大隅先生、ノーベル賞ご受賞、誠におめでとうございます。大隅先生の御発見が世界的に評価され、人類の歴史に深く刻まれたことを心よりお祝い申し上げます。
私の出身校の筑波大学附属駒場高校の貝沼喜兵先生は、大隅先生からファージや大腸菌等の分子生物学実験の材料やプロトコールを提供して頂き、生物実験の授業で使っていました。つまり、大隅先生には高校生の時から30年近くお世話になったことになります。
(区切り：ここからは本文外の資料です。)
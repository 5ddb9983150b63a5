//! Flight-event feed abstractions.
//!
//! The sequencer polls an [`EventSource`] exactly once at the start of every
//! tick. Event codes are not sticky: a source reports each event once and
//! returns [`EventCode::None`] on every later poll until something new arrives.

use core::{convert::TryFrom, fmt, time::Duration};

pub mod scripted;
pub mod timeline;

pub use scripted::{DEFAULT_EVENT_WINDOW, ScriptedEventSource, TimelineEntry};
pub use timeline::{MAX_TIMELINE_ENTRIES, Timeline, TimelineError, TimelineErrorKind};

/// Event codes delivered by the flight-event source.
#[derive(Copy, Clone, Debug, Default, Eq, PartialEq)]
pub enum EventCode {
    #[default]
    None,
    CoastStart,
    CoastEnd,
}

impl EventCode {
    const NONE_CODE: u8 = 0x00;
    const COAST_START_CODE: u8 = 0x01;
    const COAST_END_CODE: u8 = 0x02;

    /// Wire discriminant for the event.
    #[must_use]
    pub const fn to_raw(self) -> u8 {
        match self {
            EventCode::None => Self::NONE_CODE,
            EventCode::CoastStart => Self::COAST_START_CODE,
            EventCode::CoastEnd => Self::COAST_END_CODE,
        }
    }

    /// Lenient decode: unknown discriminants read as [`EventCode::None`].
    #[must_use]
    pub const fn from_raw(code: u8) -> Self {
        match code {
            Self::COAST_START_CODE => EventCode::CoastStart,
            Self::COAST_END_CODE => EventCode::CoastEnd,
            _ => EventCode::None,
        }
    }

    /// Returns `true` for anything other than [`EventCode::None`].
    #[must_use]
    pub const fn is_some(self) -> bool {
        !matches!(self, EventCode::None)
    }

    /// Case-insensitive lookup by the names used in timeline files.
    #[must_use]
    pub fn from_name(name: &str) -> Option<Self> {
        [EventCode::None, EventCode::CoastStart, EventCode::CoastEnd]
            .into_iter()
            .find(|code| code.name().eq_ignore_ascii_case(name))
    }

    #[must_use]
    pub const fn name(self) -> &'static str {
        match self {
            EventCode::None => "none",
            EventCode::CoastStart => "coast-start",
            EventCode::CoastEnd => "coast-end",
        }
    }
}

/// Strict decode used by transports that must flag corrupt bytes.
impl TryFrom<u8> for EventCode {
    type Error = EventSourceError;

    fn try_from(code: u8) -> Result<Self, Self::Error> {
        match code {
            Self::NONE_CODE | Self::COAST_START_CODE | Self::COAST_END_CODE => {
                Ok(Self::from_raw(code))
            }
            _ => Err(EventSourceError::Malformed),
        }
    }
}

impl fmt::Display for EventCode {
    fn fmt(&self, f: &mut fmt::Formatter<'_>) -> fmt::Result {
        f.write_str(self.name())
    }
}

/// Failure reported by an event source. Never fatal to the mission.
#[derive(Copy, Clone, Debug, Eq, PartialEq)]
pub enum EventSourceError {
    /// The transport is down or was never brought up.
    Disconnected,
    /// Bytes arrived that do not decode to a known event.
    Malformed,
}

impl fmt::Display for EventSourceError {
    fn fmt(&self, f: &mut fmt::Formatter<'_>) -> fmt::Result {
        write!(f, "{self:?}")
    }
}

/// Non-blocking flight-event feed plus the mission clock it is timed against.
pub trait EventSource {
    /// Returns the newest event since the previous poll, or [`EventCode::None`].
    ///
    /// # Errors
    ///
    /// Returns [`EventSourceError`] when the feed is unavailable or corrupt.
    fn poll(&mut self) -> Result<EventCode, EventSourceError>;

    /// Monotonic elapsed mission time.
    fn elapsed(&self) -> Duration;
}

impl<E: EventSource + ?Sized> EventSource for &mut E {
    fn poll(&mut self) -> Result<EventCode, EventSourceError> {
        (**self).poll()
    }

    fn elapsed(&self) -> Duration {
        (**self).elapsed()
    }
}
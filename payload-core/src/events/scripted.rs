//! Timeline-driven event source for tests and the host emulator.
//!
//! Each entry is visible for a short window after it fires, the same way the
//! flight simulator's event stream goes stale after 1.5 s of silence. A poll
//! that lands inside the window reports the event once; a poll that only
//! happens after the window closed (because the loop was stuck in a hold)
//! misses it for good.

use core::time::Duration;

use super::{EventCode, EventSource, EventSourceError, Timeline};
use crate::clock::MissionClock;

/// How long an event stays observable after it fires.
pub const DEFAULT_EVENT_WINDOW: Duration = Duration::from_millis(1_500);

/// One scripted event.
#[derive(Copy, Clone, Debug, Eq, PartialEq)]
pub struct TimelineEntry {
    pub at: Duration,
    pub event: EventCode,
    pub window: Duration,
}

impl TimelineEntry {
    /// Entry using [`DEFAULT_EVENT_WINDOW`].
    #[must_use]
    pub const fn new(at: Duration, event: EventCode) -> Self {
        Self {
            at,
            event,
            window: DEFAULT_EVENT_WINDOW,
        }
    }

    #[must_use]
    pub const fn with_window(mut self, window: Duration) -> Self {
        self.window = window;
        self
    }

    /// Returns `true` while `now` sits inside `[at, at + window)`.
    #[must_use]
    pub fn visible_at(&self, now: Duration) -> bool {
        now >= self.at && now < self.at.saturating_add(self.window)
    }
}

/// Replays a [`Timeline`] against a [`MissionClock`].
#[derive(Debug)]
pub struct ScriptedEventSource<C> {
    clock: C,
    timeline: Timeline,
    cursor: usize,
    delivered: usize,
    missed: usize,
    polls: u32,
    fail_polls: u32,
}

impl<C: MissionClock> ScriptedEventSource<C> {
    #[must_use]
    pub fn new(clock: C, timeline: Timeline) -> Self {
        Self {
            clock,
            timeline,
            cursor: 0,
            delivered: 0,
            missed: 0,
            polls: 0,
            fail_polls: 0,
        }
    }

    /// Source that never reports an event.
    #[must_use]
    pub fn silent(clock: C) -> Self {
        Self::new(clock, Timeline::new())
    }

    /// Makes the next `count` polls fail with [`EventSourceError::Disconnected`].
    #[must_use]
    pub fn with_failed_polls(mut self, count: u32) -> Self {
        self.fail_polls = count;
        self
    }

    /// Entries reported to the caller.
    #[must_use]
    pub const fn delivered(&self) -> usize {
        self.delivered
    }

    /// Entries whose window closed before any poll observed them.
    #[must_use]
    pub const fn missed(&self) -> usize {
        self.missed
    }

    /// Number of polls issued so far, including failed ones.
    #[must_use]
    pub const fn polls(&self) -> u32 {
        self.polls
    }

    /// Entries not yet delivered or missed.
    #[must_use]
    pub fn remaining(&self) -> usize {
        self.timeline.len() - self.cursor
    }
}

impl<C: MissionClock> EventSource for ScriptedEventSource<C> {
    fn poll(&mut self) -> Result<EventCode, EventSourceError> {
        self.polls = self.polls.saturating_add(1);
        if self.fail_polls > 0 {
            self.fail_polls -= 1;
            return Err(EventSourceError::Disconnected);
        }

        let now = self.clock.now();
        while let Some(entry) = self.timeline.get(self.cursor) {
            if now < entry.at {
                break;
            }
            self.cursor += 1;
            if entry.visible_at(now) {
                self.delivered += 1;
                return Ok(entry.event);
            }
            self.missed += 1;
        }

        Ok(EventCode::None)
    }

    fn elapsed(&self) -> Duration {
        self.clock.now()
    }
}

#[cfg(test)]
mod tests {
    use super::*;
    use crate::clock::ManualClock;
    use crate::events::timeline::build_timeline;

    fn source<'a>(
        clock: &'a ManualClock,
        entries: &[TimelineEntry],
    ) -> ScriptedEventSource<&'a ManualClock> {
        ScriptedEventSource::new(clock, build_timeline(entries).expect("timeline"))
    }

    #[test]
    fn reports_event_once_inside_window() {
        let clock = ManualClock::new();
        let mut events = source(
            &clock,
            &[TimelineEntry::new(Duration::from_secs(2), EventCode::CoastStart)],
        );

        assert_eq!(events.poll(), Ok(EventCode::None));
        clock.advance(Duration::from_millis(2_200));
        assert_eq!(events.poll(), Ok(EventCode::CoastStart));
        assert_eq!(events.poll(), Ok(EventCode::None));
        assert_eq!(events.delivered(), 1);
        assert_eq!(events.remaining(), 0);
    }

    #[test]
    fn event_expires_when_poll_arrives_late() {
        let clock = ManualClock::new();
        let mut events = source(
            &clock,
            &[TimelineEntry::new(Duration::from_secs(2), EventCode::CoastEnd)],
        );

        clock.advance(Duration::from_secs(18));
        assert_eq!(events.poll(), Ok(EventCode::None));
        assert_eq!(events.missed(), 1);
        assert_eq!(events.delivered(), 0);
    }

    #[test]
    fn simultaneous_entries_surface_on_consecutive_polls() {
        let clock = ManualClock::new();
        let mut events = source(
            &clock,
            &[
                TimelineEntry::new(Duration::from_secs(1), EventCode::CoastStart),
                TimelineEntry::new(Duration::from_secs(1), EventCode::CoastEnd)
                    .with_window(Duration::from_secs(5)),
            ],
        );

        clock.advance(Duration::from_secs(1));
        assert_eq!(events.poll(), Ok(EventCode::CoastStart));
        clock.advance(Duration::from_secs(2));
        assert_eq!(events.poll(), Ok(EventCode::CoastEnd));
    }

    #[test]
    fn injected_failures_precede_normal_polling() {
        let clock = ManualClock::new();
        let mut events = ScriptedEventSource::silent(&clock).with_failed_polls(2);

        assert_eq!(events.poll(), Err(EventSourceError::Disconnected));
        assert_eq!(events.poll(), Err(EventSourceError::Disconnected));
        assert_eq!(events.poll(), Ok(EventCode::None));
        assert_eq!(events.polls(), 3);
    }
}
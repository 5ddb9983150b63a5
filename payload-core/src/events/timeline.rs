//! Parser for scripted flight timelines.
//!
//! One entry per line:
//!
//! ```text
//! # comment
//! 120s   coast-start
//! 302.5s coast-end   window=750ms
//! ```
//!
//! Durations take an `s` or `ms` suffix with up to three fractional digits.
//! Entries must be listed in non-decreasing time order.

use core::fmt;
use core::time::Duration;

use heapless::Vec;
use winnow::ascii::{digit1, space0, space1};
use winnow::combinator::{alt, opt, preceded};
use winnow::error::{ContextError, ErrMode};
use winnow::prelude::*;
use winnow::token::take_while;

use super::EventCode;
use super::scripted::{DEFAULT_EVENT_WINDOW, TimelineEntry};

/// Upper bound on scripted entries; a flight only has a handful of events.
pub const MAX_TIMELINE_ENTRIES: usize = 16;

/// Bounded, time-ordered list of scripted events.
pub type Timeline = Vec<TimelineEntry, MAX_TIMELINE_ENTRIES>;

type ParseResult<T> = Result<T, ErrMode<ContextError>>;

/// Why a timeline was rejected.
#[derive(Copy, Clone, Debug, Eq, PartialEq)]
pub enum TimelineErrorKind {
    /// The line does not match `<duration> <event> [window=<duration>]`.
    Syntax,
    /// A valid entry was followed by unexpected text.
    TrailingInput,
    /// The entry fires earlier than the one before it.
    OutOfOrder,
    /// More than [`MAX_TIMELINE_ENTRIES`] entries.
    TooManyEntries,
}

/// Timeline rejection with the 1-based line (or entry) number.
#[derive(Copy, Clone, Debug, Eq, PartialEq)]
pub struct TimelineError {
    pub line: usize,
    pub kind: TimelineErrorKind,
}

impl TimelineError {
    #[must_use]
    pub const fn new(line: usize, kind: TimelineErrorKind) -> Self {
        Self { line, kind }
    }
}

impl fmt::Display for TimelineError {
    fn fmt(&self, f: &mut fmt::Formatter<'_>) -> fmt::Result {
        write!(f, "timeline line {}: {:?}", self.line, self.kind)
    }
}

/// Parses a complete timeline document.
///
/// # Errors
///
/// Returns the first offending line.
pub fn parse_timeline(text: &str) -> Result<Timeline, TimelineError> {
    let mut timeline = Timeline::new();
    for (index, raw) in text.lines().enumerate() {
        let line = raw.split_once('#').map_or(raw, |(body, _)| body).trim();
        if line.is_empty() {
            continue;
        }

        let entry = parse_entry(line).map_err(|kind| TimelineError::new(index + 1, kind))?;
        push_entry(&mut timeline, entry).map_err(|kind| TimelineError::new(index + 1, kind))?;
    }
    Ok(timeline)
}

/// Builds a timeline from in-memory entries, enforcing the same rules as the parser.
///
/// # Errors
///
/// Reports the 1-based position of the first entry that is out of order or over capacity.
pub fn build_timeline(entries: &[TimelineEntry]) -> Result<Timeline, TimelineError> {
    let mut timeline = Timeline::new();
    for (index, entry) in entries.iter().enumerate() {
        push_entry(&mut timeline, *entry).map_err(|kind| TimelineError::new(index + 1, kind))?;
    }
    Ok(timeline)
}

/// Parses a single non-empty, comment-free line.
///
/// # Errors
///
/// Returns [`TimelineErrorKind::Syntax`] or [`TimelineErrorKind::TrailingInput`].
pub fn parse_entry(line: &str) -> Result<TimelineEntry, TimelineErrorKind> {
    let mut input = line;
    match entry.parse_next(&mut input) {
        Ok(parsed) if input.is_empty() => Ok(parsed),
        Ok(_) => Err(TimelineErrorKind::TrailingInput),
        Err(_) => Err(TimelineErrorKind::Syntax),
    }
}

fn push_entry(timeline: &mut Timeline, entry: TimelineEntry) -> Result<(), TimelineErrorKind> {
    if timeline.last().is_some_and(|previous| entry.at < previous.at) {
        return Err(TimelineErrorKind::OutOfOrder);
    }
    timeline
        .push(entry)
        .map_err(|_| TimelineErrorKind::TooManyEntries)
}

fn entry(input: &mut &str) -> ParseResult<TimelineEntry> {
    (
        preceded(space0, duration),
        preceded(space1, event_code),
        opt(preceded((space1, "window="), duration)),
        space0,
    )
        .map(|(at, event, window, _)| {
            TimelineEntry::new(at, event).with_window(window.unwrap_or(DEFAULT_EVENT_WINDOW))
        })
        .parse_next(input)
}

#[derive(Copy, Clone, Debug, Eq, PartialEq)]
enum TimeUnit {
    Seconds,
    Millis,
}

fn duration(input: &mut &str) -> ParseResult<Duration> {
    (
        digit1.verify_map(|digits: &str| digits.parse::<u64>().ok()),
        opt(preceded('.', take_while(1..=3, |c: char| c.is_ascii_digit()))),
        alt(("ms".value(TimeUnit::Millis), "s".value(TimeUnit::Seconds))),
    )
        .verify_map(|(whole, fraction, unit)| scale_duration(whole, fraction, unit))
        .parse_next(input)
}

fn event_code(input: &mut &str) -> ParseResult<EventCode> {
    take_while(1.., |c: char| c.is_ascii_alphanumeric() || c == '-' || c == '_')
        .verify_map(EventCode::from_name)
        .parse_next(input)
}

fn scale_duration(whole: u64, fraction: Option<&str>, unit: TimeUnit) -> Option<Duration> {
    // Fraction is 0..=999 thousandths of the unit.
    let thousandths = match fraction {
        Some(digits) => {
            let value = digits.parse::<u64>().ok()?;
            let missing = 3 - u32::try_from(digits.len()).ok()?;
            value * 10u64.pow(missing)
        }
        None => 0,
    };

    match unit {
        TimeUnit::Seconds => {
            Duration::from_secs(whole).checked_add(Duration::from_millis(thousandths))
        }
        TimeUnit::Millis => {
            Duration::from_millis(whole).checked_add(Duration::from_micros(thousandths))
        }
    }
}
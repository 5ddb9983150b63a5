//! Flight-event intake between the UART task and the mission task.
//!
//! The UART side decodes every received byte strictly and pushes meaningful
//! codes into [`EventQueue`]. The mission task drains one code per tick through
//! [`QueuedEventSource`], so events that land while a sequence is holding the
//! mission task wait in the queue instead of being overwritten.

use core::time::Duration;

use embassy_sync::channel::{Channel, Receiver, Sender, TryReceiveError};
#[cfg(not(target_os = "none"))]
use embassy_sync::blocking_mutex::raw::NoopRawMutex;
#[cfg(target_os = "none")]
use embassy_sync::blocking_mutex::raw::ThreadModeRawMutex;
use payload_core::clock::MissionClock;
use payload_core::events::{EventCode, EventSource, EventSourceError};
use portable_atomic::{AtomicBool, AtomicU32, Ordering};

/// Depth of the queue between the UART task and the mission task.
pub const EVENT_QUEUE_DEPTH: usize = 8;

#[cfg(target_os = "none")]
type EventMutex = ThreadModeRawMutex;
#[cfg(not(target_os = "none"))]
type EventMutex = NoopRawMutex;

pub type EventQueue = Channel<EventMutex, EventCode, EVENT_QUEUE_DEPTH>;
pub type EventSender<'a> = Sender<'a, EventMutex, EventCode, EVENT_QUEUE_DEPTH>;
pub type EventReceiver<'a> = Receiver<'a, EventMutex, EventCode, EVENT_QUEUE_DEPTH>;

/// Counters shared by the intake task and the mission task.
pub struct IntakeCounters {
    dropped: AtomicU32,
    malformed: AtomicU32,
    link_fault: AtomicBool,
}

impl IntakeCounters {
    pub const fn new() -> Self {
        Self {
            dropped: AtomicU32::new(0),
            malformed: AtomicU32::new(0),
            link_fault: AtomicBool::new(false),
        }
    }

    /// Events discarded because the queue was full.
    pub fn dropped(&self) -> u32 {
        self.dropped.load(Ordering::Relaxed)
    }

    /// Bytes that did not decode to a known event code.
    pub fn malformed(&self) -> u32 {
        self.malformed.load(Ordering::Relaxed)
    }

    /// Flags a transport failure for the mission task to report.
    pub fn raise_link_fault(&self) {
        self.link_fault.store(true, Ordering::Relaxed);
    }

    /// Returns and clears the pending transport failure.
    pub fn take_fault(&self) -> bool {
        self.link_fault.swap(false, Ordering::Relaxed)
    }
}

impl Default for IntakeCounters {
    fn default() -> Self {
        Self::new()
    }
}

/// Decodes a chunk of received bytes. Returns how many events were queued.
pub fn ingest(bytes: &[u8], sender: &EventSender<'_>, counters: &IntakeCounters) -> usize {
    let mut queued = 0;
    for byte in bytes {
        match EventCode::try_from(*byte) {
            Ok(EventCode::None) => {}
            Ok(code) => {
                if sender.try_send(code).is_ok() {
                    queued += 1;
                } else {
                    counters.dropped.fetch_add(1, Ordering::Relaxed);
                }
            }
            Err(_) => {
                counters.malformed.fetch_add(1, Ordering::Relaxed);
            }
        }
    }
    queued
}

/// [`EventSource`] over the intake queue, timed against a mission clock.
pub struct QueuedEventSource<'a, C> {
    receiver: EventReceiver<'a>,
    counters: &'a IntakeCounters,
    clock: C,
}

impl<'a, C: MissionClock> QueuedEventSource<'a, C> {
    pub fn new(receiver: EventReceiver<'a>, counters: &'a IntakeCounters, clock: C) -> Self {
        Self {
            receiver,
            counters,
            clock,
        }
    }
}

impl<C: MissionClock> EventSource for QueuedEventSource<'_, C> {
    fn poll(&mut self) -> Result<EventCode, EventSourceError> {
        if self.counters.take_fault() {
            return Err(EventSourceError::Disconnected);
        }
        match self.receiver.try_receive() {
            Ok(code) => Ok(code),
            Err(TryReceiveError::Empty) => Ok(EventCode::None),
        }
    }

    fn elapsed(&self) -> Duration {
        self.clock.now()
    }
}

#[cfg(test)]
mod tests {
    use super::*;
    use payload_core::clock::ManualClock;

    #[test]
    fn bytes_decode_strictly_and_skip_idle() {
        let queue = EventQueue::new();
        let counters = IntakeCounters::new();

        let queued = ingest(&[0x00, 0x01, 0x7F, 0x02, 0x00], &queue.sender(), &counters);
        assert_eq!(queued, 2);
        assert_eq!(counters.malformed(), 1);

        let clock = ManualClock::new();
        let mut source = QueuedEventSource::new(queue.receiver(), &counters, &clock);
        assert_eq!(source.poll(), Ok(EventCode::CoastStart));
        assert_eq!(source.poll(), Ok(EventCode::CoastEnd));
        assert_eq!(source.poll(), Ok(EventCode::None));
    }

    #[test]
    fn full_queue_counts_drops() {
        let queue = EventQueue::new();
        let counters = IntakeCounters::new();
        let burst = [0x01; EVENT_QUEUE_DEPTH + 3];

        assert_eq!(
            ingest(&burst, &queue.sender(), &counters),
            EVENT_QUEUE_DEPTH
        );
        assert_eq!(counters.dropped(), 3);
    }

    #[test]
    fn link_fault_surfaces_once_then_queue_resumes() {
        let queue = EventQueue::new();
        let counters = IntakeCounters::new();
        ingest(&[0x02], &queue.sender(), &counters);
        counters.raise_link_fault();

        let clock = ManualClock::new();
        clock.advance(Duration::from_millis(1_250));
        let mut source = QueuedEventSource::new(queue.receiver(), &counters, &clock);
        assert_eq!(source.poll(), Err(EventSourceError::Disconnected));
        assert_eq!(source.poll(), Ok(EventCode::CoastEnd));
        assert_eq!(source.elapsed(), Duration::from_millis(1_250));
    }
}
1989年4月に東京大学教養学部に入学した時、最初に受けた生物学の講義の先生が、大隅先生でした。お名前は高校生の時から聞いていたので、どんな先生かワクワクして一番前の席に陣取って待っていました。入ってきた先生がヒゲを生やしていらっしゃったので、やっぱり大学の先生は違うと思いました。今でも、コーン・スタンプ生化学の教科書を片手に、大隅先生が展開される分子生物学の講義に胸躍らせた記憶が鮮やかに蘇ってきます。時々、講義が終わると大隅先生の研究室に遊びに行き、蛍光顕微鏡で酵母細胞を見せて頂きました。あの時期にオートファジーの現象を大隅先生は顕微鏡で発見されていたのだと思うと、非常に貴重な経験でした。大隅先生は顕微鏡で見ることの重要性を熱心に説かれていました。結局、私はそのまま現在もイメージング技術に軸足を据えて、研究に取り組んでおります。
東京大学理学部植物学教室に進学後も、現在に至るまで、折りに触れて叱咤激励してくださり、感謝の念に堪えません。3年前には、私達が企画したシンポジウムを最初から最後まで聞いて頂きました。約10年ぶりに私の仕事の話を聞いてくださり、懇親会の席で「面白い仕事をしているね。」と感想を頂いた時は感無量でした。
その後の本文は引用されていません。